[INPUT — start]

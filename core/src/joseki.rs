// SPDX-License-Identifier: MIT OR Apache-2.0

//! Matching a played game against a joseki reference tree.
//!
//! A [`MatchSession`] walks the tree one played move at a time. Reference
//! moves may be matched in any of the eight board orientations; the set of
//! orientations still consistent with the game only ever shrinks.

use crate::board::coordinates_label;
use crate::sgf::{JosekiTree, Sequence, TreeNode};
use crate::symmetry::{possible_transforms, transform_move, TransformSet};
use crate::{Color, Move, PlayedMove};
use serde::{Deserialize, Serialize};
use std::sync::Arc;
use tracing::{debug, info};

/// Where a session stands relative to the reference tree
#[derive(Debug, Clone, Copy, PartialEq, Eq, Serialize, Deserialize)]
pub enum MatchStatus {
    /// Every move so far follows the tree and continuations remain
    InBook,
    /// Every move follows the tree and the line has ended
    BookComplete,
    /// A move left the tree; terminal
    OutOfBook,
}

/// Result of feeding one move to a session
#[derive(Debug, Clone, PartialEq, Eq, Serialize, Deserialize)]
pub struct Advance {
    pub in_book: bool,
    /// Book continuations for the opponent; `None` once out of book
    pub next_options: Option<Vec<Move>>,
}

/// The move that left the book and what the book offered instead
#[derive(Debug, Clone, PartialEq, Eq, Serialize, Deserialize)]
pub struct Divergence {
    pub played: PlayedMove,
    /// Book moves for the same color at the abandoned position, in every
    /// orientation still admissible at that point
    pub alternatives: Vec<Move>,
}

impl Divergence {
    /// Human-readable summary for a board of the given size
    pub fn describe(&self, board_size: u8) -> String {
        let alternatives = self
            .alternatives
            .iter()
            .map(|mv| move_label(board_size, *mv))
            .collect::<Vec<_>>()
            .join(" or ");

        format!(
            "instead of {} it was better to play one of [{}]",
            move_label(board_size, self.played.mv),
            alternatives
        )
    }
}

fn move_label(board_size: u8, mv: Move) -> String {
    match mv {
        Move::Place(point) => coordinates_label(board_size, point),
        Move::Pass => "pass".to_string(),
    }
}

/// A reference move that could come next, and how to reach it
#[derive(Debug, Clone, Copy)]
struct Child<'t> {
    /// `None` continues the current line, `Some(i)` enters branch `i`
    branch: Option<usize>,
    node: &'t TreeNode,
}

/// One game matched against one reference tree.
///
/// Sessions are not shared between games; each game owns its own.
#[derive(Debug, Clone)]
pub struct MatchSession {
    tree: Arc<JosekiTree>,
    /// Branch indices from the root to the current sequence
    path: Vec<usize>,
    /// Index of the next node to match in the current sequence
    next_node: usize,
    transforms: TransformSet,
    moves_matched: usize,
    divergence: Option<Divergence>,
}

impl MatchSession {
    pub fn new(tree: Arc<JosekiTree>) -> Self {
        Self {
            tree,
            path: Vec::new(),
            next_node: 0,
            transforms: TransformSet::all(),
            moves_matched: 0,
            divergence: None,
        }
    }

    /// Session that has already seen `moves`
    pub fn replay<'m>(tree: Arc<JosekiTree>, moves: impl IntoIterator<Item = &'m PlayedMove>) -> Self {
        let mut session = Self::new(tree);
        for played in moves {
            session.advance(*played);
        }
        session
    }

    pub fn tree(&self) -> &Arc<JosekiTree> {
        &self.tree
    }

    /// Orientations still consistent with the moves played
    pub fn transforms(&self) -> TransformSet {
        self.transforms
    }

    pub fn moves_matched(&self) -> usize {
        self.moves_matched
    }

    pub fn divergence(&self) -> Option<&Divergence> {
        self.divergence.as_ref()
    }

    pub fn is_in_book(&self) -> bool {
        self.divergence.is_none()
    }

    pub fn status(&self) -> MatchStatus {
        if self.divergence.is_some() {
            MatchStatus::OutOfBook
        } else if self.children().is_empty() {
            MatchStatus::BookComplete
        } else {
            MatchStatus::InBook
        }
    }

    /// Commentary on the last matched reference move, or on the tree itself
    /// before any move was matched
    pub fn comment(&self) -> Option<&str> {
        if self.divergence.is_some() {
            return None;
        }
        if self.next_node == 0 {
            return self.tree.info.comment.as_deref();
        }
        self.sequence().nodes[self.next_node - 1].comment.as_deref()
    }

    fn sequence(&self) -> &Sequence {
        // paths are only ever built from existing branches
        self.tree.sequence_at(&self.path).unwrap_or(&self.tree.root)
    }

    fn children(&self) -> Vec<Child<'_>> {
        let sequence = self.sequence();

        if let Some(node) = sequence.nodes.get(self.next_node) {
            return vec![Child { branch: None, node }];
        }

        sequence
            .branches
            .iter()
            .enumerate()
            .filter_map(|(i, branch)| {
                branch.nodes.first().map(|node| Child {
                    branch: Some(i),
                    node,
                })
            })
            .collect()
    }

    /// Book moves for `color` at the current position, expanded by every
    /// admissible orientation and de-duplicated.
    ///
    /// Returns `None` once out of book and an empty list when the book has no
    /// continuation for `color`.
    pub fn next_move_options(&self, color: Color) -> Option<Vec<Move>> {
        if self.divergence.is_some() {
            return None;
        }
        Some(self.options_for(color))
    }

    fn options_for(&self, color: Color) -> Vec<Move> {
        let mut options = Vec::new();

        for child in self.children() {
            if child.node.color != color {
                continue;
            }
            for transform in self.transforms.iter() {
                let mv = transform_move(child.node.mv, transform);
                if !options.contains(&mv) {
                    options.push(mv);
                }
            }
        }

        options
    }

    /// Match one played move against the tree.
    ///
    /// Branches are tried in stored order and the first one admitting the
    /// move under some remaining orientation wins.
    pub fn advance(&mut self, played: PlayedMove) -> Advance {
        if self.divergence.is_some() {
            return Advance {
                in_book: false,
                next_options: None,
            };
        }

        let matched = self.children().into_iter().find_map(|child| {
            if child.node.color != played.color {
                return None;
            }
            let possible = possible_transforms(child.node.mv, played.mv, self.transforms);
            (!possible.is_empty()).then_some((child.branch, possible))
        });

        let Some((branch, possible)) = matched else {
            let alternatives = self.options_for(played.color);
            info!(
                move_number = self.moves_matched + 1,
                ?played,
                alternatives = alternatives.len(),
                "game left the reference tree"
            );
            self.divergence = Some(Divergence {
                played,
                alternatives,
            });
            return Advance {
                in_book: false,
                next_options: None,
            };
        };

        let narrowed = self.transforms.intersection(possible);
        if narrowed != self.transforms {
            debug!(before = ?self.transforms, after = ?narrowed, "narrowed board orientations");
        }
        self.transforms = narrowed;

        match branch {
            None => self.next_node += 1,
            Some(i) => {
                self.path.push(i);
                self.next_node = 1;
            }
        }
        self.moves_matched += 1;

        if self.children().is_empty() {
            info!(moves = self.moves_matched, "reference line completed");
        }

        Advance {
            in_book: true,
            next_options: self.next_move_options(played.color.opposite()),
        }
    }
}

[INPUT — finish]

• _PROBLEM DETAILS_: The response should repeat the whole listing exactly.

• _RESPONSE TO THIS EXERCISE_:
filename core/src/joseki.rs
// SPDX-License-Identifier: MIT OR Apache-2.0

//! Matching a played game against a joseki reference tree.
//!
//! A [`MatchSession`] walks the tree one played move at a time. Reference
//! moves may be matched in any of the eight board orientations; the set of
//! orientations still consistent with the game only ever shrinks.

use crate::board::coordinates_label;
use crate::sgf::{JosekiTree, Sequence, TreeNode};
use crate::symmetry::{possible_transforms, transform_move, TransformSet};
use crate::{Color, Move, PlayedMove};
use serde::{Deserialize, Serialize};
use std::sync::Arc;
use tracing::{debug, info};

/// Where a session stands relative to the reference tree
#[derive(Debug, Clone, Copy, PartialEq, Eq, Serialize, Deserialize)]
pub enum MatchStatus {
    /// Every move so far follows the tree and continuations remain
    InBook,
    /// Every move follows the tree and the line has ended
    BookComplete,
    /// A move left the tree; terminal
    OutOfBook,
}

/// Result of feeding one move to a session
#[derive(Debug, Clone, PartialEq, Eq, Serialize, Deserialize)]
pub struct Advance {
    pub in_book: bool,
    /// Book continuations for the opponent; `None` once out of book
    pub next_options: Option<Vec<Move>>,
}

/// The move that left the book and what the book offered instead
#[derive(Debug, Clone, PartialEq, Eq, Serialize, Deserialize)]
pub struct Divergence {
    pub played: PlayedMove,
    /// Book moves for the same color at the abandoned position, in every
    /// orientation still admissible at that point
    pub alternatives: Vec<Move>,
}

impl Divergence {
    /// Human-readable summary for a board of the given size
    pub fn describe(&self, board_size: u8) -> String {
        let alternatives = self
            .alternatives
            .iter()
            .map(|mv| move_label(board_size, *mv))
            .collect::<Vec<_>>()
            .join(" or ");

        format!(
            "instead of {} it was better to play one of [{}]",
            move_label(board_size, self.played.mv),
            alternatives
        )
    }
}

fn move_label(board_size: u8, mv: Move) -> String {
    match mv {
        Move::Place(point) => coordinates_label(board_size, point),
        Move::Pass => "pass".to_string(),
    }
}

/// A reference move that could come next, and how to reach it
#[derive(Debug, Clone, Copy)]
struct Child<'t> {
    /// `None` continues the current line, `Some(i)` enters branch `i`
    branch: Option<usize>,
    node: &'t TreeNode,
}

/// One game matched against one reference tree.
///
/// Sessions are not shared between games; each game owns its own.
#[derive(Debug, Clone)]
pub struct MatchSession {
    tree: Arc<JosekiTree>,
    /// Branch indices from the root to the current sequence
    path: Vec<usize>,
    /// Index of the next node to match in the current sequence
    next_node: usize,
    transforms: TransformSet,
    moves_matched: usize,
    divergence: Option<Divergence>,
}

impl MatchSession {
    pub fn new(tree: Arc<JosekiTree>) -> Self {
        Self {
            tree,
            path: Vec::new(),
            next_node: 0,
            transforms: TransformSet::all(),
            moves_matched: 0,
            divergence: None,
        }
    }

    /// Session that has already seen `moves`
    pub fn replay<'m>(tree: Arc<JosekiTree>, moves: impl IntoIterator<Item = &'m PlayedMove>) -> Self {
        let mut session = Self::new(tree);
        for played in moves {
            session.advance(*played);
        }
        session
    }

    pub fn tree(&self) -> &Arc<JosekiTree> {
        &self.tree
    }

    /// Orientations still consistent with the moves played
    pub fn transforms(&self) -> TransformSet {
        self.transforms
    }

    pub fn moves_matched(&self) -> usize {
        self.moves_matched
    }

    pub fn divergence(&self) -> Option<&Divergence> {
        self.divergence.as_ref()
    }

    pub fn is_in_book(&self) -> bool {
        self.divergence.is_none()
    }

    pub fn status(&self) -> MatchStatus {
        if self.divergence.is_some() {
            MatchStatus::OutOfBook
        } else if self.children().is_empty() {
            MatchStatus::BookComplete
        } else {
            MatchStatus::InBook
        }
    }

    /// Commentary on the last matched reference move, or on the tree itself
    /// before any move was matched
    pub fn comment(&self) -> Option<&str> {
        if self.divergence.is_some() {
            return None;
        }
        if self.next_node == 0 {
            return self.tree.info.comment.as_deref();
        }
        self.sequence().nodes[self.next_node - 1].comment.as_deref()
    }

    fn sequence(&self) -> &Sequence {
        // paths are only ever built from existing branches
        self.tree.sequence_at(&self.path).unwrap_or(&self.tree.root)
    }

    fn children(&self) -> Vec<Child<'_>> {
        let sequence = self.sequence();

        if let Some(node) = sequence.nodes.get(self.next_node) {
            return vec![Child { branch: None, node }];
        }

        sequence
            .branches
            .iter()
            .enumerate()
            .filter_map(|(i, branch)| {
                branch.nodes.first().map(|node| Child {
                    branch: Some(i),
                    node,
                })
            })
            .collect()
    }

    /// Book moves for `color` at the current position, expanded by every
    /// admissible orientation and de-duplicated.
    ///
    /// Returns `None` once out of book and an empty list when the book has no
    /// continuation for `color`.
    pub fn next_move_options(&self, color: Color) -> Option<Vec<Move>> {
        if self.divergence.is_some() {
            return None;
        }
        Some(self.options_for(color))
    }

    fn options_for(&self, color: Color) -> Vec<Move> {
        let mut options = Vec::new();

        for child in self.children() {
            if child.node.color != color {
                continue;
            }
            for transform in self.transforms.iter() {
                let mv = transform_move(child.node.mv, transform);
                if !options.contains(&mv) {
                    options.push(mv);
                }
            }
        }

        options
    }

    /// Match one played move against the tree.
    ///
    /// Branches are tried in stored order and the first one admitting the
    /// move under some remaining orientation wins.
    pub fn advance(&mut self, played: PlayedMove) -> Advance {
        if self.divergence.is_some() {
            return Advance {
                in_book: false,
                next_options: None,
            };
        }

        let matched = self.children().into_iter().find_map(|child| {
            if child.node.color != played.color {
                return None;
            }
            let possible = possible_transforms(child.node.mv, played.mv, self.transforms);
            (!possible.is_empty()).then_some((child.branch, possible))
        });

        let Some((branch, possible)) = matched else {
            let alternatives = self.options_for(played.color);
            info!(
                move_number = self.moves_matched + 1,
                ?played,
                alternatives = alternatives.len(),
                "game left the reference tree"
            );
            self.divergence = Some(Divergence {
                played,
                alternatives,
            });
            return Advance {
                in_book: false,
                next_options: None,
            };
        };

        let narrowed = self.transforms.intersection(possible);
        if narrowed != self.transforms {
            debug!(before = ?self.transforms, after = ?narrowed, "narrowed board orientations");
        }
        self.transforms = narrowed;

        match branch {
            None => self.next_node += 1,
            Some(i) => {
                self.path.push(i);
                self.next_node = 1;
            }
        }
        self.moves_matched += 1;

        if self.children().is_empty() {
            info!(moves = self.moves_matched, "reference line completed");
        }

        Advance {
            in_book: true,
            next_options: self.next_move_options(played.color.opposite()),
        }
    }
}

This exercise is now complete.